There is a longstanding open feature request at microsoft/TypeScript#41577 to allow people to write "functions" to define types. It's not clear how that could be implemented. TypeScript has a lot of features and moving parts, and any addition would have to play nicely with them.

For example, there's type inference. You can write type X<T> = {x: T} and then declare function f<T>(x: X<T>): T and then call f({x: "abc"}) and TypeScript can infer that T must be string for that call. Meaning it looks at {x: "abc"}, and at the definition of X<T>, and figures out what T should have been for that to match up. It's like running a function backwards. Inference isn't perfect, but if people started adding arbitrary type functions, they'd have to at least think about inference.

And types aren't one-to-one mappings to values, they are more like one-to-many. So you'd have to decide what your type does, for example, with unions and intersections.
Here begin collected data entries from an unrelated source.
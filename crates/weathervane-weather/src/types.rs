use chrono::{DateTime, FixedOffset, NaiveDate};
use serde::{Deserialize, Serialize};

use crate::classify::ConditionLabel;
use crate::format::WindDirection;

const OSM_BASE_URL: &str = "https://www.openstreetmap.org/";

/// Zoom level used for map links
pub const DEFAULT_MAP_ZOOM: u8 = 13;

/// Geographic position
#[derive(Debug, Clone, Copy, PartialEq, Serialize, Deserialize)]
pub struct Coordinates {
    pub latitude: f64,
    pub longitude: f64,
}

impl Coordinates {
    pub fn new(latitude: f64, longitude: f64) -> Self {
        Self {
            latitude,
            longitude,
        }
    }

    /// True when both components are finite and inside the WGS84 ranges.
    pub fn is_valid(&self) -> bool {
        self.latitude.is_finite()
            && self.longitude.is_finite()
            && (-90.0..=90.0).contains(&self.latitude)
            && (-180.0..=180.0).contains(&self.longitude)
    }

    /// OpenStreetMap link with a marker at this position.
    pub fn map_url(&self, zoom: u8) -> String {
        let lat = format!("{:.5}", self.latitude);
        let lon = format!("{:.5}", self.longitude);
        format!(
            "{}?mlat={}&mlon={}#map={}/{}/{}",
            OSM_BASE_URL, lat, lon, zoom, lat, lon
        )
    }
}

/// City currently displayed.
///
/// `country` is empty when the city was typed in by name rather than
/// resolved from coordinates.
#[derive(Debug, Clone, PartialEq, Eq, Default, Serialize, Deserialize)]
pub struct CityRef {
    pub name: String,
    pub country: String,
}

impl CityRef {
    pub fn new(name: impl Into<String>, country: impl Into<String>) -> Self {
        Self {
            name: name.into(),
            country: country.into(),
        }
    }

    /// City entered by name, without a known country.
    pub fn named(name: impl Into<String>) -> Self {
        Self::new(name, String::new())
    }

    /// "Name, Country", or just the name when the country is unknown.
    pub fn display_name(&self) -> String {
        if self.country.is_empty() {
            self.name.clone()
        } else {
            format!("{}, {}", self.name, self.country)
        }
    }
}

/// One point-in-time reading of current conditions
#[derive(Debug, Clone, PartialEq, Serialize, Deserialize)]
pub struct WeatherSnapshot {
    /// Air temperature in °C
    pub temperature: f64,
    /// Perceived temperature in °C
    pub feels_like: f64,
    /// Sea-level pressure in hPa
    pub pressure: f64,
    /// Provider's localized description ("небольшой дождь", ...)
    pub precipitation_description: String,
    /// Wind speed in m/s
    pub wind_speed: f64,
    pub wind_direction: WindDirection,
    pub condition: ConditionLabel,
}

/// One sampled day of the forecast
#[derive(Debug, Clone, PartialEq, Serialize, Deserialize)]
pub struct ForecastEntry {
    pub date: NaiveDate,
    pub day_name: String,
    pub temperature: f64,
    pub min_temp: f64,
    pub condition: ConditionLabel,
}

/// One raw 3-hour forecast sample
#[derive(Debug, Clone, PartialEq, Serialize, Deserialize)]
pub struct HourlyEntry {
    /// Sample time in the city's local offset
    pub time: DateTime<FixedOffset>,
    pub temperature: f64,
    pub condition: ConditionLabel,
}

/// Everything one successful fetch produces
#[derive(Debug, Clone, PartialEq, Serialize, Deserialize)]
pub struct WeatherReport {
    pub snapshot: WeatherSnapshot,
    pub forecast: Vec<ForecastEntry>,
    pub hourly: Vec<HourlyEntry>,
}

/// Location service errors
#[derive(Debug, Clone, PartialEq, Eq, thiserror::Error)]
pub enum LocationError {
    #[error("Location service unavailable")]
    Unavailable,
    #[error("Location request timed out")]
    Timeout,
    #[error("Location error: {0}")]
    Other(String),
}

/// Weather provider errors
#[derive(Debug, thiserror::Error)]
pub enum WeatherError {
    #[error("No API key configured for the {service} service")]
    MissingApiKey { service: &'static str },
    #[error("City not found: {0}")]
    CityNotFound(String),
    #[error("Could not resolve a city: {0}")]
    Resolve(String),
    #[error("Network error: {0}")]
    Network(#[from] reqwest::Error),
    #[error("Service returned {status}: {message}")]
    Http { status: u16, message: String },
    #[error("Unexpected response: {0}")]
    Decode(String),
}

impl WeatherError {
    /// True for the generic network, status and parse failures of a fetch.
    pub fn is_fetch_failure(&self) -> bool {
        matches!(self, Self::Network(_) | Self::Http { .. } | Self::Decode(_))
    }
}
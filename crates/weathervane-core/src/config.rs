use anyhow::{Context, Result};
use serde::{Deserialize, Serialize};
use std::path::{Path, PathBuf};
use url::Url;

const APP_DIR: &str = "weathervane";
const CONFIG_FILE: &str = "config.toml";
const ENV_PREFIX: &str = "WEATHERVANE";

const LOG_LEVELS: [&str; 5] = ["trace", "debug", "info", "warn", "error"];

/// A single finding from [`Config::validate`]
#[derive(Debug, Clone)]
pub struct ConfigIssue {
    pub field: String,
    pub message: String,
}

impl std::fmt::Display for ConfigIssue {
    fn fmt(&self, f: &mut std::fmt::Formatter<'_>) -> std::fmt::Result {
        write!(f, "{}: {}", self.field, self.message)
    }
}

/// Errors block startup, warnings are only logged.
#[derive(Debug, Clone, Default)]
pub struct ValidationResult {
    pub errors: Vec<ConfigIssue>,
    pub warnings: Vec<ConfigIssue>,
}

impl ValidationResult {
    pub fn is_valid(&self) -> bool {
        self.errors.is_empty()
    }

    pub fn add_error(&mut self, field: impl Into<String>, message: impl Into<String>) {
        self.errors.push(ConfigIssue {
            field: field.into(),
            message: message.into(),
        });
    }

    pub fn add_warning(&mut self, field: impl Into<String>, message: impl Into<String>) {
        self.warnings.push(ConfigIssue {
            field: field.into(),
            message: message.into(),
        });
    }

    /// All errors joined with "; ", empty when valid
    pub fn error_summary(&self) -> String {
        self.errors
            .iter()
            .map(ConfigIssue::to_string)
            .collect::<Vec<_>>()
            .join("; ")
    }
}

#[derive(Debug, Clone, Default, Serialize, Deserialize)]
#[serde(default)]
pub struct Config {
    pub weather: WeatherConfig,
    pub geocoding: GeocodingConfig,
    pub location: LocationConfig,
    pub display: DisplayConfig,
    pub logging: LoggingConfig,
}

/// OpenWeatherMap settings
#[derive(Debug, Clone, Serialize, Deserialize)]
#[serde(default)]
pub struct WeatherConfig {
    /// Usually supplied through `WEATHERVANE_WEATHER__API_KEY`
    pub api_key: Option<String>,
    pub base_url: String,
    /// Language for descriptions and weekday names
    pub lang: String,
    pub timeout_seconds: u64,
}

impl Default for WeatherConfig {
    fn default() -> Self {
        Self {
            api_key: None,
            base_url: "https://api.openweathermap.org".to_string(),
            lang: "ru".to_string(),
            timeout_seconds: 10,
        }
    }
}

/// OpenCage reverse-geocoding settings
#[derive(Debug, Clone, Serialize, Deserialize)]
#[serde(default)]
pub struct GeocodingConfig {
    pub api_key: Option<String>,
    pub base_url: String,
}

impl Default for GeocodingConfig {
    fn default() -> Self {
        Self {
            api_key: None,
            base_url: "https://api.opencagedata.com".to_string(),
        }
    }
}

#[derive(Debug, Clone, Default, Serialize, Deserialize)]
#[serde(default)]
pub struct LocationConfig {
    pub latitude: Option<f64>,
    pub longitude: Option<f64>,
    /// City shown when no position is available
    pub default_city: Option<String>,
}

impl LocationConfig {
    pub fn has_position(&self) -> bool {
        self.latitude.is_some() && self.longitude.is_some()
    }
}

#[derive(Debug, Clone, Serialize, Deserialize)]
#[serde(default)]
pub struct DisplayConfig {
    pub show_hourly: bool,
    /// How many 3-hour samples to print
    pub hourly_limit: usize,
}

impl Default for DisplayConfig {
    fn default() -> Self {
        Self {
            show_hourly: true,
            hourly_limit: 8,
        }
    }
}

#[derive(Debug, Clone, Serialize, Deserialize)]
#[serde(default)]
pub struct LoggingConfig {
    /// Default filter; `RUST_LOG` takes precedence
    pub level: String,
}

impl Default for LoggingConfig {
    fn default() -> Self {
        Self {
            level: "info".to_string(),
        }
    }
}

impl Config {
    /// Load from the default location, writing a default file on first run.
    pub fn load() -> Result<Self> {
        let path = Self::default_path()?;

        if !path.exists() {
            let config = Self::default();
            config.save_to(&path)?;
            tracing::info!("Created default config at {}", path.display());
        }

        Self::load_from(&path)
    }

    /// Load from an explicit file, layering `WEATHERVANE_*` environment
    /// variables on top (`WEATHERVANE_WEATHER__API_KEY` sets `weather.api_key`).
    pub fn load_from(path: &Path) -> Result<Self> {
        Self::load_with_env(path, Self::environment())
    }

    fn environment() -> ::config::Environment {
        ::config::Environment::with_prefix(ENV_PREFIX)
            .prefix_separator("_")
            .separator("__")
            .try_parsing(true)
    }

    fn load_with_env(path: &Path, env: ::config::Environment) -> Result<Self> {
        if !path.exists() {
            anyhow::bail!("Config file not found: {}", path.display());
        }

        let settings = ::config::Config::builder()
            .add_source(::config::File::from(path).format(::config::FileFormat::Toml))
            .add_source(env)
            .build()
            .with_context(|| format!("Failed to read config file {}", path.display()))?;

        settings
            .try_deserialize()
            .context("Failed to parse config file")
    }

    /// Validate, failing on errors and logging warnings.
    ///
    /// Call after logging is initialized so the warnings are visible.
    pub fn validated(&self) -> Result<ValidationResult> {
        let validation = self.validate();

        if !validation.is_valid() {
            anyhow::bail!(
                "Configuration validation failed: {}",
                validation.error_summary()
            );
        }

        for warning in &validation.warnings {
            tracing::warn!("Config warning: {}", warning);
        }

        Ok(validation)
    }

    pub fn validate(&self) -> ValidationResult {
        let mut result = ValidationResult::default();

        validate_url(&self.weather.base_url, "weather.base_url", &mut result);
        validate_url(&self.geocoding.base_url, "geocoding.base_url", &mut result);

        if !has_key(&self.weather.api_key) {
            result.add_warning(
                "weather.api_key",
                "No weather API key; set WEATHERVANE_WEATHER__API_KEY to fetch forecasts",
            );
        }
        if !has_key(&self.geocoding.api_key) {
            result.add_warning(
                "geocoding.api_key",
                "No geocoding API key; positions cannot be resolved to a city",
            );
        }

        if self.weather.lang.trim().is_empty() {
            result.add_error("weather.lang", "Language must not be empty");
        }

        if self.weather.timeout_seconds == 0 {
            result.add_error("weather.timeout_seconds", "Timeout must be greater than 0");
        } else if self.weather.timeout_seconds > 120 {
            result.add_warning(
                "weather.timeout_seconds",
                "Timeout is unusually long (>120 seconds)",
            );
        }

        match (self.location.latitude, self.location.longitude) {
            (Some(lat), _) if !(-90.0..=90.0).contains(&lat) => {
                result.add_error("location.latitude", "Latitude must be within -90..=90");
            }
            (_, Some(lon)) if !(-180.0..=180.0).contains(&lon) => {
                result.add_error("location.longitude", "Longitude must be within -180..=180");
            }
            (Some(_), None) | (None, Some(_)) => {
                result.add_warning(
                    "location",
                    "Latitude and longitude must both be set; position ignored",
                );
            }
            _ => {}
        }

        if matches!(&self.location.default_city, Some(city) if city.trim().is_empty()) {
            result.add_warning("location.default_city", "Default city is blank");
        }

        if self.display.show_hourly && self.display.hourly_limit == 0 {
            result.add_warning("display.hourly_limit", "Hourly forecast enabled but limit is 0");
        }

        if !LOG_LEVELS.contains(&self.logging.level.to_lowercase().as_str()) {
            result.add_error(
                "logging.level",
                format!(
                    "Unknown level '{}', expected one of {}",
                    self.logging.level,
                    LOG_LEVELS.join(", ")
                ),
            );
        }

        result
    }

    pub fn save_to(&self, path: &Path) -> Result<()> {
        if let Some(parent) = path.parent() {
            std::fs::create_dir_all(parent).context("Failed to create config directory")?;
        }

        let contents = toml::to_string_pretty(self).context("Failed to serialize config")?;
        std::fs::write(path, contents).context("Failed to write config file")?;

        Ok(())
    }

    /// `<config dir>/weathervane/config.toml`
    pub fn default_path() -> Result<PathBuf> {
        let dir = dirs::config_dir()
            .context("Failed to get config directory")?
            .join(APP_DIR);

        Ok(dir.join(CONFIG_FILE))
    }
}

fn has_key(key: &Option<String>) -> bool {
    key.as_deref().is_some_and(|k| !k.trim().is_empty())
}

fn validate_url(value: &str, field: &str, result: &mut ValidationResult) {
    let url = match Url::parse(value) {
        Ok(url) => url,
        Err(e) => {
            result.add_error(field, format!("Invalid URL: {}", e));
            return;
        }
    };

    if url.scheme() != "http" && url.scheme() != "https" {
        result.add_error(
            field,
            format!("URL must use http or https scheme, got: {}", url.scheme()),
        );
    }
    if url.host().is_none() {
        result.add_error(field, "URL must have a host");
    }
    if url.port() == Some(0) {
        result.add_error(field, "Port cannot be 0");
    }
}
Does it distribute across them somehow? What about optional properties? Etc etc etc.


Anyway, even if they did implement it, it's quite unlikely it would be something where you could just import some runtime library. At best it would be some more ergonomic way to write declarative types in a more imperative "style". But this is pure speculation. Suffice it to say that this is currently impossible.

If you want some kind of type system behavior, you'll have to write it in the type system. That will look like indexed accesses or conditional types, and they can be very complex and have edge cases.